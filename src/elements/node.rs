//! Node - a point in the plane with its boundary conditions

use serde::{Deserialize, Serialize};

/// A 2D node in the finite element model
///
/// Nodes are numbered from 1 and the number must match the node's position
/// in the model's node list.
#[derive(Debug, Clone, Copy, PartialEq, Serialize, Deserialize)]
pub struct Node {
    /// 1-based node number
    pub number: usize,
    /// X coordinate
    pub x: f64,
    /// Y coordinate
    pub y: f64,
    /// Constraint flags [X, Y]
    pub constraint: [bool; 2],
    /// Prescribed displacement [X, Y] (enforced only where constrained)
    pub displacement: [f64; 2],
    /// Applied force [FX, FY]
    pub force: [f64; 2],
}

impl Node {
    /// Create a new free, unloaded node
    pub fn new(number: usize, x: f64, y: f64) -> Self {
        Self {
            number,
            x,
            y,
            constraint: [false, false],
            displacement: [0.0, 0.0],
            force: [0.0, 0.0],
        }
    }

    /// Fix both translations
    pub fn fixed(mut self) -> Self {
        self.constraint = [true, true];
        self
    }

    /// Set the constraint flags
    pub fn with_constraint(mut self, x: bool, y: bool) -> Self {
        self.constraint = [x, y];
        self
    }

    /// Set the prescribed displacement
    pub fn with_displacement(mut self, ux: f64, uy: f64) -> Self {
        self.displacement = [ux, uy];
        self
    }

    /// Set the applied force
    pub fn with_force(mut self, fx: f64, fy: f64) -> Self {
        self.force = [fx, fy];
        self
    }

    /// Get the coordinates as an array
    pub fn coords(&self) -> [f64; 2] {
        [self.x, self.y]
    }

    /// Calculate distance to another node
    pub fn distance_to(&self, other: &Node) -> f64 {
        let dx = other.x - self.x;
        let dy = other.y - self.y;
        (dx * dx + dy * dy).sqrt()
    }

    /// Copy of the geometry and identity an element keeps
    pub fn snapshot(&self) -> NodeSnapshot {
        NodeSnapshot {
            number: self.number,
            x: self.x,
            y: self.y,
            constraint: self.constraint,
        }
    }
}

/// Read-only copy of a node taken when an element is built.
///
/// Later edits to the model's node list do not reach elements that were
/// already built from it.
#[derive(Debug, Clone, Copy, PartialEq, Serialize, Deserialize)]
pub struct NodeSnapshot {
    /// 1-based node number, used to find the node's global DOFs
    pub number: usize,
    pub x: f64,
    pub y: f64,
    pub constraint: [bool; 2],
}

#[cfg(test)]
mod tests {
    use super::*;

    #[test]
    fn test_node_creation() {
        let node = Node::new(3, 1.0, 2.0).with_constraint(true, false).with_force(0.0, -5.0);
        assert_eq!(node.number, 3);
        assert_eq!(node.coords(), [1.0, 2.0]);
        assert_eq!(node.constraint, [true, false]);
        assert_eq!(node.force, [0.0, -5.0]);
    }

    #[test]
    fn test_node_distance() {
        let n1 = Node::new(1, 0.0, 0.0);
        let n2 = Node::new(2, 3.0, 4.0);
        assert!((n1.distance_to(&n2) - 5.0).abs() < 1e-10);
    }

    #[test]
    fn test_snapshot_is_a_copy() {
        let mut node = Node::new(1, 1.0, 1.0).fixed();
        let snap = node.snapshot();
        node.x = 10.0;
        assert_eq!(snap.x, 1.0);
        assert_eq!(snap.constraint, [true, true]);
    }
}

════════════════════

What the task asks:
Among the entries, find each line that includes the string "flags" and copy it.

Solution for this problem:
    /// Constraint flags [X, Y]
    /// Set the constraint flags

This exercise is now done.